Помогли обстоятельства. У Петра закончился срок, домой ехать ему не разрешили, он должен был работать в Мариинске. Переписка с отцом Петра продолжалась: письма для Муси теперь приходили на имя Юки Пуппарт, якобы Мусиной подруги. Вначале частые свидания на вахте с Петром стали теперь редкими. До Юки через расконвоированных доходили слухи, что Петр пользуется большим успехом у военных вдов и молодых девушек и, кажется, уже кого-то прочно завел. Юка переживала это горестно и хотела, чтобы я написала обо всем отцу Петра. Мне очень это было неприятно: никто мне никогда не изменял, а тут я должна была горевать, что меня разлюбил какой-то шалопай! Но пришлось. Отец Петра ответил очень сдержанно, но письмо все-таки получилось радостным. Он писал, что Петр никогда меня не стоил, что это ничего не меняет, что дом его ждет хозяйку и чтобы я по освобождении сразу бы приезжала в Сталинград.

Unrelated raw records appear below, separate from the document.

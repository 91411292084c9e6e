//! # spsketch-core
//!
//! Dense block-count sketches of large square sparse matrices.
//!
//! A sketch reduces an R×R CSR matrix to an `n × n` grid whose cell `(i, j)`
//! counts the stored entries falling in row-block `i` and column-block `j`.
//! The grid shows where nonzeros concentrate in matrices too large to draw
//! element by element.
//!
//! This crate provides:
//! - [`CsrStructure`]: validated borrowed view over `row_ptr` / `col_index`
//! - [`compute_sketch`]: the single-pass reduction
//! - [`Sketcher`]: configured builder with progress reporting
//! - [`par_compute_sketch`]: chunked parallel reduction (feature `parallel`)
//! - [`Sketch`]: the grid, with coarsening, merging and normalization
//!
//! # Examples
//!
//! ```
//! use spsketch_core::compute_sketch;
//!
//! let sketch = compute_sketch(&[0i64, 1, 3, 4, 4], &[1i64, 0, 3, 0], 4, 2).unwrap();
//! assert_eq!(sketch.to_nested(), vec![vec![2, 1], vec![1, 0]]);
//! ```

pub mod builder;
pub mod config;
pub mod csr;
pub mod error;
pub mod index;
pub mod parallel;
pub mod progress;
pub mod sketch;

// Re-exports
pub use builder::{block_size, compute_sketch, Sketcher};
pub use config::{SketchConfig, DEFAULT_PROGRESS_INTERVAL};
pub use csr::CsrStructure;
pub use error::*;
pub use index::SketchIndex;
pub use parallel::par_compute_sketch;
pub use progress::{LogProgress, ProgressObserver, Silent};
pub use sketch::Sketch;
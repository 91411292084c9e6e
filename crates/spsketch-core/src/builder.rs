//! Block-count reduction of a CSR structure
//!
//! The matrix is split into `n × n` blocks of side `d = ceil(R / n)`.
//! One pass over the rows counts each stored `(row, col)` pair into block
//! `(row / d, col / d)`.
//!
//! # Complexity
//!
//! O(R + nnz) time, O(n²) extra space.
//!
//! # Examples
//!
//! ```
//! use spsketch_core::compute_sketch;
//!
//! // row 0 -> col 1; row 1 -> cols 0, 3; row 2 -> col 0; row 3 -> none
//! let row_ptr = [0i64, 1, 3, 4, 4];
//! let col_index = [1i64, 0, 3, 0];
//!
//! let sketch = compute_sketch(&row_ptr, &col_index, 4, 2).unwrap();
//! assert_eq!(sketch.to_nested(), vec![vec![2, 1], vec![1, 0]]);
//! ```

use crate::config::SketchConfig;
use crate::csr::CsrStructure;
use crate::error::{ArgumentError, SketchError, SketchResult};
use crate::index::SketchIndex;
use crate::progress::{ProgressObserver, Silent};
use crate::sketch::Sketch;
use std::ops::Range;

/// Sketch a square CSR structure at resolution `n`
///
/// Sequential, silent form of [`Sketcher::sketch`]. `grid[i][j]` counts the
/// entries `(r, c)` with `r / d == i` and `c / d == j`, where
/// `d = ceil(nrows / resolution)`. The resolution need not divide `nrows`;
/// the last block row and column then cover the remainder. With
/// `resolution > nrows` the block size is 1 and trailing blocks stay zero.
///
/// # Errors
///
/// Checked in this order:
/// - `InvalidArgument`: `resolution <= 0`, `nrows <= 0`, `row_ptr.len() != nrows + 1`
/// - `MalformedStructure`: see [`CsrStructure::new`]
/// - `ColumnOutOfRange`: the first column index, in scan order, outside `[0, nrows)`
///
/// No sketch is returned on error.
pub fn compute_sketch<I: SketchIndex>(
    row_ptr: &[I],
    col_index: &[I],
    nrows: I,
    resolution: I,
) -> SketchResult<Sketch> {
    let n = positive_resolution(resolution)?;
    let csr = CsrStructure::new(row_ptr, col_index, nrows)?;
    sketch_sequential(&csr, n, None, &Silent)
}

/// Block side length `ceil(nrows / resolution)`
///
/// # Panics
///
/// Panics if `resolution` is zero.
pub fn block_size(nrows: usize, resolution: usize) -> usize {
    nrows.div_ceil(resolution)
}

/// Configured sketch builder
///
/// Carries a [`SketchConfig`] and a [`ProgressObserver`]. Picks the parallel
/// scan when the `parallel` feature is on, the config allows it, and the
/// matrix has at least `min_parallel_rows` rows. Both paths produce the same
/// sketch and report the same error.
///
/// # Examples
///
/// ```
/// use spsketch_core::{CsrStructure, LogProgress, SketchConfig, Sketcher};
///
/// let csr = CsrStructure::new(&[0u32, 2, 3, 3], &[0u32, 2, 1], 3).unwrap();
/// let sketcher = Sketcher::new(SketchConfig::default()).with_progress(LogProgress);
///
/// let sketch = sketcher.sketch(&csr, 2).unwrap();
/// assert_eq!(sketch.to_nested(), vec![vec![2, 1], vec![0, 0]]);
/// ```
#[derive(Debug, Clone)]
pub struct Sketcher<P = Silent> {
    config: SketchConfig,
    observer: P,
}

impl Sketcher<Silent> {
    /// Create a builder with a silent observer
    pub fn new(config: SketchConfig) -> Self {
        Self {
            config,
            observer: Silent,
        }
    }
}

impl Default for Sketcher<Silent> {
    fn default() -> Self {
        Self::new(SketchConfig::default())
    }
}

impl<P: ProgressObserver> Sketcher<P> {
    /// Replace the progress observer
    pub fn with_progress<Q: ProgressObserver>(self, observer: Q) -> Sketcher<Q> {
        Sketcher {
            config: self.config,
            observer,
        }
    }

    pub fn config(&self) -> &SketchConfig {
        &self.config
    }

    /// Sketch `csr` at the given resolution
    ///
    /// # Errors
    ///
    /// `InvalidArgument` if `resolution <= 0`; `ColumnOutOfRange` for the
    /// first out-of-range column in scan order.
    pub fn sketch<I, N>(&self, csr: &CsrStructure<'_, I>, resolution: N) -> SketchResult<Sketch>
    where
        I: SketchIndex,
        N: SketchIndex,
    {
        let n = positive_resolution(resolution)?;

        if self.use_parallel(csr.nrows()) {
            crate::parallel::par_sketch(csr, n, &self.config, &self.observer)
        } else {
            sketch_sequential(csr, n, self.config.interval(), &self.observer)
        }
    }

    fn use_parallel(&self, nrows: usize) -> bool {
        cfg!(feature = "parallel") && self.config.parallel && nrows >= self.config.min_parallel_rows
    }
}

/// Validate the resolution and check the grid fits in memory addressing
///
/// The `n × n` grid of `u64` cells must stay within `isize::MAX` bytes.
pub(crate) fn positive_resolution<N: SketchIndex>(resolution: N) -> SketchResult<usize> {
    let wide = resolution.to_wide();
    if wide <= 0 {
        return Err(ArgumentError::NonPositiveResolution { value: wide }.into());
    }
    resolution
        .to_index()
        .filter(|&n| grid_bytes(n).is_some_and(|bytes| bytes <= isize::MAX as usize))
        .ok_or_else(|| ArgumentError::DimensionTooLarge { value: wide }.into())
}

fn grid_bytes(n: usize) -> Option<usize> {
    n.checked_mul(n)?.checked_mul(std::mem::size_of::<u64>())
}

pub(crate) fn sketch_sequential<I, P>(
    csr: &CsrStructure<'_, I>,
    n: usize,
    interval: Option<usize>,
    observer: &P,
) -> SketchResult<Sketch>
where
    I: SketchIndex,
    P: ProgressObserver + ?Sized,
{
    let d = block_size(csr.nrows(), n);
    let _span = tracing::debug_span!(
        "sketch",
        nrows = csr.nrows(),
        nnz = csr.nnz(),
        resolution = n,
        block_size = d
    )
    .entered();

    let mut sketch = Sketch::zeros(n, d)?;
    scan_rows(csr, 0..csr.nrows(), interval, observer, &mut sketch)?;
    tracing::debug!(total = sketch.total(), "sketch complete");
    Ok(sketch)
}

/// Accumulate rows `rows` of `csr` into `sketch`
///
/// Stops at the first column outside `[0, nrows)`.
pub(crate) fn scan_rows<I, P>(
    csr: &CsrStructure<'_, I>,
    rows: Range<usize>,
    interval: Option<usize>,
    observer: &P,
    sketch: &mut Sketch,
) -> SketchResult<()>
where
    I: SketchIndex,
    P: ProgressObserver + ?Sized,
{
    let nrows = csr.nrows();
    let d = sketch.block_size();
    let cols = csr.col_indices();

    for row in rows {
        if let Some(k) = interval {
            if row % k == 0 {
                observer.on_progress(row, nrows);
            }
        }

        let si = row / d;
        for position in csr.row_range(row) {
            let raw = cols[position];
            let col = raw
                .to_index()
                .filter(|&c| c < nrows)
                .ok_or_else(|| SketchError::ColumnOutOfRange {
                    row,
                    position,
                    col: raw.to_wide(),
                    ncols: nrows,
                })?;
            sketch.bump(si, col / d);
        }
    }
    Ok(())
}

#[cfg(test)]
mod tests {
    use super::*;
    use crate::error::{ErrorKind, StructureError};
    use std::sync::Mutex;

    #[test]
    fn test_block_size() {
        assert_eq!(block_size(4, 2), 2);
        assert_eq!(block_size(10, 3), 4);
        assert_eq!(block_size(3, 10), 1);
        assert_eq!(block_size(100, 1), 100);
    }

    #[test]
    fn test_scenario() {
        let sketch = compute_sketch(&[0i64, 1, 3, 4, 4], &[1i64, 0, 3, 0], 4, 2).unwrap();
        assert_eq!(sketch.resolution(), 2);
        assert_eq!(sketch.block_size(), 2);
        assert_eq!(sketch.as_slice(), &[2, 1, 1, 0]);
    }

    #[test]
    fn test_resolution_checked_before_structure() {
        // both the resolution and row_ptr are wrong; resolution wins
        let err = compute_sketch(&[5i64], &[], 4, 0).unwrap_err();
        assert!(matches!(
            err,
            SketchError::InvalidArgument(ArgumentError::NonPositiveResolution { value: 0 })
        ));
    }

    #[test]
    fn test_negative_resolution() {
        let err = compute_sketch(&[0i32, 0], &[], 1, -1).unwrap_err();
        assert!(matches!(
            err,
            SketchError::InvalidArgument(ArgumentError::NonPositiveResolution { value: -1 })
        ));
    }

    #[test]
    fn test_oversized_resolution() {
        // a 2^31 × 2^31 grid of u64 exceeds the address space
        let err = compute_sketch(&[0u64, 0], &[], 1, 1u64 << 31).unwrap_err();
        assert_eq!(
            err,
            SketchError::InvalidArgument(ArgumentError::DimensionTooLarge { value: 1 << 31 })
        );

        let csr = CsrStructure::new(&[0u64, 0], &[], 1).unwrap();
        let err = Sketcher::default().sketch(&csr, u64::MAX).unwrap_err();
        assert!(matches!(
            err,
            SketchError::InvalidArgument(ArgumentError::DimensionTooLarge { .. })
        ));
    }

    #[test]
    fn test_grid_bytes_limit() {
        assert!(positive_resolution(1usize << 16).is_ok());
        assert!(positive_resolution(usize::MAX).is_err());
        assert_eq!(grid_bytes(usize::MAX), None);
        assert_eq!(grid_bytes(4), Some(128));
    }

    #[test]
    fn test_structure_error_propagates() {
        let err = compute_sketch(&[0i64, 2, 1], &[0i64], 2, 1).unwrap_err();
        assert!(matches!(
            err,
            SketchError::MalformedStructure(StructureError::RowPtrDecreasing { .. })
        ));
    }

    #[test]
    fn test_column_too_large() {
        let err = compute_sketch(&[0i64, 1, 2], &[1i64, 2], 2, 1).unwrap_err();
        assert_eq!(
            err,
            SketchError::ColumnOutOfRange {
                row: 1,
                position: 1,
                col: 2,
                ncols: 2
            }
        );
    }

    #[test]
    fn test_negative_column() {
        let err = compute_sketch(&[0i64, 1], &[-1i64], 1, 1).unwrap_err();
        assert_eq!(err.kind(), ErrorKind::ColumnOutOfRange);
    }

    #[test]
    fn test_first_bad_column_reported() {
        let err = compute_sketch(&[0i64, 2, 4], &[0i64, 9, 1, 7], 2, 2).unwrap_err();
        assert!(matches!(
            err,
            SketchError::ColumnOutOfRange {
                position: 1,
                col: 9,
                ..
            }
        ));
    }

    #[test]
    fn test_progress_rows() {
        let rows = Mutex::new(Vec::new());
        let observer = |row: usize, nrows: usize| {
            assert_eq!(nrows, 7);
            rows.lock().unwrap().push(row);
        };
        let row_ptr = [0usize; 8];
        let csr = CsrStructure::new(&row_ptr, &[], 7).unwrap();
        let config = SketchConfig::new()
            .progress_interval(Some(3))
            .parallel(false);

        Sketcher::new(config)
            .with_progress(&observer)
            .sketch(&csr, 1)
            .unwrap();

        assert_eq!(*rows.lock().unwrap(), vec![0, 3, 6]);
    }

    #[test]
    fn test_sketcher_resolution_usize() {
        let csr = CsrStructure::new(&[0i64, 1, 2], &[1i64, 0], 2).unwrap();
        let sketch = Sketcher::default().sketch(&csr, 2usize).unwrap();
        assert_eq!(sketch.to_nested(), vec![vec![0, 1], vec![1, 0]]);

        let err = Sketcher::default().sketch(&csr, 0usize).unwrap_err();
        assert_eq!(err.kind(), ErrorKind::InvalidArgument);
    }
}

Слухи о Петре подтвердились. Юка к переписке окончательно охладела, и я написала последнее письмо о том, что я освобождаюсь и уезжаю в Эстонию к своей маме, что я благодарна ему за его очень добрые и искренние письма, что человек он прекрасный, и я желаю ему и его сыновьям счастья. Из Сталинграда было еще много писем. Отец Петра умолял «подругу» написать ему фамилию и адрес уехавшей Муси, переслать ей его письма. Это были уже прямые объяснения в любви.

Соня Спасская была мною возмущена, а я, хотя и искренно сокрушалась, но все-таки радовалась «освобождению».